** Given data **
----------
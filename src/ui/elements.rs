use ratatui::{
    style::{Modifier, Style},
    text::{Line, Span, Text},
};

use super::helpers::element_style;
use super::theme::Theme;
use crate::app::App;

pub fn build_elements_text(app: &App) -> Text<'_> {
    let mut lines = Vec::new();

    lines.push(Line::from(Span::styled(
        "  Add a New Work Element",
        Style::default()
            .fg(Theme::secondary())
            .add_modifier(Modifier::BOLD),
    )));
    if app.element_input_active {
        lines.push(Line::from(vec![
            Span::styled("  Element name: ", Style::default().fg(Theme::dim())),
            Span::styled(app.input.as_str(), Style::default().fg(Theme::text())),
            Span::styled("_", Style::default().fg(Theme::highlight())),
        ]));
    } else {
        lines.push(Line::from(Span::styled(
            "  Press 'a' to add an element.",
            Style::default().fg(Theme::dim()),
        )));
    }
    lines.push(Line::from(""));

    let elements = app.session.elements();
    if elements.is_empty() {
        lines.push(Line::from(Span::styled(
            "  No elements yet. Timing can start without any.",
            Style::default().fg(Theme::dim()),
        )));
    } else {
        lines.push(Line::from(Span::styled(
            "  Current Elements",
            Style::default()
                .fg(Theme::secondary())
                .add_modifier(Modifier::BOLD),
        )));
        for (index, name) in elements.iter().enumerate() {
            let selected = !app.element_input_active && index == app.selected_element_index;
            let marker_style = if selected {
                Style::default().fg(Theme::selection_marker())
            } else {
                Style::default().fg(Theme::dim())
            };
            let mut name_style = element_style(app, name);
            if selected {
                name_style = name_style.add_modifier(Modifier::UNDERLINED);
            }
            lines.push(Line::from(vec![
                Span::styled(if selected { "> " } else { "  " }, marker_style),
                Span::styled(format!("{}. ", index + 1), Style::default().fg(Theme::dim())),
                Span::styled(name, name_style),
            ]));
        }
    }

    if let Some(status) = &app.status {
        lines.push(Line::from(""));
        lines.push(Line::from(Span::styled(
            format!("  {status}"),
            Style::default().fg(Theme::warn()),
        )));
    }
    Text::from(lines)
}
mod elements;
mod help;
mod helpers;
mod setup;
mod theme;
mod timing;

use std::time::Instant;

use ratatui::{
    Frame,
    layout::{Constraint, Direction, Layout, Rect},
    prelude::Alignment,
    style::{Color, Modifier, Style},
    text::{Line, Span, Text},
    widgets::{Clear, Paragraph, Wrap},
};

use crate::app::App;
use crate::session::{Screen, TimerState, format_duration};
use helpers::{element_style, rounded_block};
use theme::Theme;

/// Renders the entire UI for a single frame.
pub fn draw(frame: &mut Frame, app: &App) {
    let now = Instant::now();
    let area = frame.area();
    let screen = app.session.screen();
    let (title, body_text) = match screen {
        Screen::Setup => (" Setup ", setup::build_setup_text(app)),
        Screen::Elements => (" Work Elements ", elements::build_elements_text(app)),
        Screen::Timing => (" Timing ", timing::build_timing_text(app, now)),
    };

    let layout = Layout::default()
        .direction(Direction::Vertical)
        .constraints([
            Constraint::Length(3),
            Constraint::Min(5),
            Constraint::Length(3),
        ])
        .split(area);

    let header = Paragraph::new(Text::from(header_line(app)))
        .alignment(Alignment::Left)
        .block(rounded_block());
    frame.render_widget(header, layout[0]);

    let columns = Layout::default()
        .direction(Direction::Horizontal)
        .constraints([Constraint::Min(40), Constraint::Length(34)])
        .split(layout[1]);

    let mut body_lines = vec![
        Line::from(Span::styled(
            format!("  {title}"),
            Style::default()
                .fg(Theme::accent())
                .add_modifier(Modifier::BOLD),
        )),
        Line::from(""),
    ];
    body_lines.extend(body_text.lines);
    body_lines.push(Line::from(""));
    body_lines.push(Line::from(Span::styled(
        "----------------------------------------",
        Style::default().fg(Theme::dim()),
    )));
    body_lines.extend(keybinds_lines(app, screen));
    let body = Paragraph::new(Text::from(body_lines))
        .style(Style::default().fg(Theme::text()))
        .alignment(Alignment::Left)
        .block(rounded_block());
    frame.render_widget(body, columns[0]);

    let sidebar = Paragraph::new(settings_text(app))
        .wrap(Wrap { trim: false })
        .block(rounded_block().title(" Settings "));
    frame.render_widget(sidebar, columns[1]);

    let footer = Paragraph::new(Text::from(footer_line(app, now)))
        .alignment(Alignment::Left)
        .block(rounded_block());
    frame.render_widget(footer, layout[2]);

    if app.show_help {
        render_help_popup(frame, app);
    }
    if let Some(popup) = &app.confirm_popup {
        render_confirm_popup(frame, popup);
    }
}

fn header_line(app: &App) -> Line<'_> {
    let mut spans = vec![
        Span::styled(
            "  Timestudy  ",
            Style::default().fg(Color::Black).bg(Theme::primary()),
        ),
        Span::raw(" "),
        Span::styled(
            "cyclic work measurement",
            Style::default()
                .fg(Theme::secondary())
                .add_modifier(Modifier::BOLD),
        ),
    ];
    let project = app.session.project_name();
    if !project.is_empty() {
        spans.push(Span::raw("   "));
        spans.push(Span::styled(
            project,
            Style::default()
                .fg(Theme::highlight())
                .add_modifier(Modifier::BOLD),
        ));
    }
    if let Some(shift) = app.session.shift() {
        spans.push(Span::styled(
            format!("  {shift}"),
            Style::default().fg(Theme::accent()),
        ));
    }
    Line::from(spans)
}

fn settings_text(app: &App) -> Text<'_> {
    let label = Style::default().fg(Theme::dim());
    let value = Style::default()
        .fg(Theme::text())
        .add_modifier(Modifier::BOLD);
    let hint = |text: &'static str| {
        if app.settings_keys_active() {
            Line::from(Span::styled(text, label))
        } else {
            Line::from("")
        }
    };
    let mut lines = vec![
        Line::from(vec![
            Span::styled("Time format ", label),
            Span::styled(app.session.time_format.label(), value),
        ]),
        hint("  f: toggle"),
        Line::from(""),
        Line::from(vec![
            Span::styled("Save mode   ", label),
            Span::styled(app.session.save_mode.label(), value),
        ]),
        hint("  m: toggle"),
        Line::from(""),
        Line::from(Span::styled("Log file", label)),
    ];
    let file = app
        .log_path()
        .map(|path| path.display().to_string())
        .unwrap_or_else(|| "(no project yet)".to_string());
    lines.push(Line::from(Span::styled(
        file,
        Style::default().fg(Theme::accent()),
    )));
    lines.push(Line::from(""));
    lines.push(Line::from(vec![
        Span::styled("Autosave    ", label),
        Span::styled(
            match (app.config.autosave, app.autosave_suspended) {
                (true, true) => "paused",
                (true, false) => "on",
                (false, _) => "off",
            },
            value,
        ),
    ]));
    Text::from(lines)
}

fn footer_line(app: &App, now: Instant) -> Line<'_> {
    let format = app.session.time_format;
    let total = format_duration(app.session.current_total_at(now), format);
    match app.session.timer() {
        TimerState::Running { element, .. } => {
            let elapsed = format_duration(app.session.running_elapsed_at(now), format);
            // Animated indicator that cycles with the redraws
            let animation_chars = ['⠋', '⠙', '⠹', '⠸', '⠼', '⠴', '⠦', '⠧', '⠇', '⠏'];
            let anim_index = (chrono::Local::now().timestamp_subsec_millis() / 100) as usize
                % animation_chars.len();
            Line::from(vec![
                Span::styled(
                    format!("{} ", animation_chars[anim_index]),
                    Style::default()
                        .fg(Theme::active())
                        .add_modifier(Modifier::BOLD),
                ),
                Span::styled(format!("{element} > "), element_style(app, element)),
                Span::styled(
                    format!("Running {elapsed}"),
                    Style::default()
                        .fg(Theme::active())
                        .add_modifier(Modifier::BOLD),
                ),
                Span::styled(format!("   Total {total}"), Style::default().fg(Theme::accent())),
            ])
        }
        TimerState::Idle => match &app.status {
            Some(status) => Line::from(Span::styled(
                status.as_str(),
                Style::default().fg(Theme::warn()),
            )),
            None => Line::from(vec![
                Span::styled("● No element running", Style::default().fg(Theme::dim())),
                Span::styled(format!("   Total {total}"), Style::default().fg(Theme::accent())),
            ]),
        },
    }
}

fn keybinds_lines(app: &App, screen: Screen) -> Vec<Line<'static>> {
    let (primary, secondary) = match screen {
        Screen::Setup if app.session.project_name().is_empty() => (
            "Type project name  Enter: Confirm  Tab: Known projects",
            "esc: Quit",
        ),
        Screen::Setup => (
            "Up/Down: Select shift  1-3: Pick  Enter: Confirm",
            "f/m: Settings  ?: Help  q: Quit",
        ),
        Screen::Elements if app.element_input_active => (
            "Type element name  Enter: Add",
            "esc: Done adding",
        ),
        Screen::Elements => (
            "a: Add element  d: Remove selected  Up/Down: Select  n: Next",
            "f/m: Settings  ?: Help  q: Quit",
        ),
        Screen::Timing => (
            "Enter/space: Start selected  1-9: Start  s: Stop  x: Export  R: Reset",
            "f/m: Settings  ?: Help  q: Quit",
        ),
    };
    vec![
        Line::from(Span::styled(primary, Style::default().fg(Theme::highlight()))),
        Line::from(Span::styled(secondary, Style::default().fg(Theme::dim()))),
    ]
}

fn render_help_popup(frame: &mut Frame, app: &App) {
    let area = centered_rect(70, 80, frame.area());
    frame.render_widget(Clear, area);
    let popup = Paragraph::new(help::build_help_text(app))
        .alignment(Alignment::Left)
        .block(rounded_block().title(" Help "));
    frame.render_widget(popup, area);
}

fn render_confirm_popup(frame: &mut Frame, popup: &crate::app::ConfirmPopup) {
    let area = centered_rect(60, 30, frame.area());
    frame.render_widget(Clear, area);

    let lines = vec![
        Line::from(Span::styled(
            "Confirm Action",
            Style::default()
                .fg(Theme::accent())
                .add_modifier(Modifier::BOLD),
        )),
        Line::from(""),
        Line::from(Span::styled(
            popup.message.as_str(),
            Style::default().fg(Theme::text()),
        )),
        Line::from(""),
        Line::from(vec![
            Span::styled("Press ", Style::default().fg(Theme::dim())),
            Span::styled(
                "Y",
                Style::default()
                    .fg(Theme::highlight())
                    .add_modifier(Modifier::BOLD),
            ),
            Span::styled(" to confirm or ", Style::default().fg(Theme::dim())),
            Span::styled(
                "N",
                Style::default()
                    .fg(Theme::highlight())
                    .add_modifier(Modifier::BOLD),
            ),
            Span::styled("/", Style::default().fg(Theme::dim())),
            Span::styled(
                "ESC",
                Style::default()
                    .fg(Theme::highlight())
                    .add_modifier(Modifier::BOLD),
            ),
            Span::styled(" to cancel", Style::default().fg(Theme::dim())),
        ]),
    ];

    let popup_widget = Paragraph::new(Text::from(lines))
        .alignment(Alignment::Center)
        .block(rounded_block().title(" Confirm "));
    frame.render_widget(popup_widget, area);
}

fn centered_rect(percent_x: u16, percent_y: u16, r: Rect) -> Rect {
    let popup_layout = Layout::default()
        .direction(Direction::Vertical)
        .constraints([
            Constraint::Percentage((100 - percent_y) / 2),
            Constraint::Percentage(percent_y),
            Constraint::Percentage((100 - percent_y) / 2),
        ])
        .split(r);

    Layout::default()
        .direction(Direction::Horizontal)
        .constraints([
            Constraint::Percentage((100 - percent_x) / 2),
            Constraint::Percentage(percent_x),
            Constraint::Percentage((100 - percent_x) / 2),
        ])
        .split(popup_layout[1])[1]
}

#[cfg(test)]
mod tests {
    use super::*;
    use crate::config::Config;
    use crate::types::Shift;
    use ratatui::{Terminal, backend::TestBackend};

    fn rendered(app: &App) -> String {
        let mut terminal = Terminal::new(TestBackend::new(120, 40)).unwrap();
        terminal.draw(|frame| draw(frame, app)).unwrap();
        let buffer = terminal.backend().buffer();
        buffer
            .content()
            .chunks(buffer.area.width as usize)
            .map(|row| row.iter().map(|cell| cell.symbol()).collect::<String>())
            .collect::<Vec<_>>()
            .join("\n")
    }

    #[test]
    fn each_screen_renders() {
        let dir = tempfile::tempdir().unwrap();
        let mut app = App::new(Config::default(), dir.path().to_path_buf());
        let screen = rendered(&app);
        assert!(screen.contains("Enter Project Name"));
        assert!(!screen.contains("f: toggle"));

        app.prefill(Some("Assembly".into()), Some(Shift::Shift2));
        app.session.add_element("Pick").unwrap();
        let screen = rendered(&app);
        assert!(screen.contains("Current Elements"));
        assert!(screen.contains("f: toggle"));
        assert!(screen.contains("Pick"));

        app.session.proceed().unwrap();
        app.session.start(0).unwrap();
        let screen = rendered(&app);
        assert!(screen.contains("Currently Timing"));
        assert!(screen.contains("Running"));
    }

    #[test]
    fn popups_render_over_the_body() {
        let dir = tempfile::tempdir().unwrap();
        let mut app = App::new(Config::default(), dir.path().to_path_buf());
        app.show_help = true;
        assert!(rendered(&app).contains("Key bindings"));
        app.show_help = false;
        app.confirm_popup = Some(crate::app::ConfirmPopup {
            message: "Reset?".into(),
            action: crate::app::ConfirmAction::ResetLog,
        });
        assert!(rendered(&app).contains("Confirm Action"));
    }
}
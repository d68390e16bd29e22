use std::io;

use anyhow::Result;
use crossterm::{
    execute,
    terminal::{EnterAlternateScreen, LeaveAlternateScreen, disable_raw_mode, enable_raw_mode},
};
use ratatui::prelude::CrosstermBackend;

pub type Terminal = ratatui::Terminal<CrosstermBackend<io::Stdout>>;

/// Enter raw mode and the alternate screen.
pub fn init() -> Result<Terminal> {
    enable_raw_mode()?;
    let mut stdout = io::stdout();
    execute!(stdout, EnterAlternateScreen)?;
    let terminal = ratatui::Terminal::new(CrosstermBackend::new(stdout))?;
    Ok(terminal)
}

/// Leave the alternate screen. Also called when the event loop failed, so
/// the shell is usable before the error is printed.
pub fn restore() -> Result<()> {
    disable_raw_mode()?;
    execute!(io::stdout(), LeaveAlternateScreen)?;
    Ok(())
}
----------
** Activity **
Find each line in the records holding the string "secondary" and show it.

** Answer box **
            .fg(Theme::secondary())
                .fg(Theme::secondary())
                .fg(Theme::secondary())
    let (primary, secondary) = match screen {
        Line::from(Span::styled(secondary, Style::default().fg(Theme::dim()))),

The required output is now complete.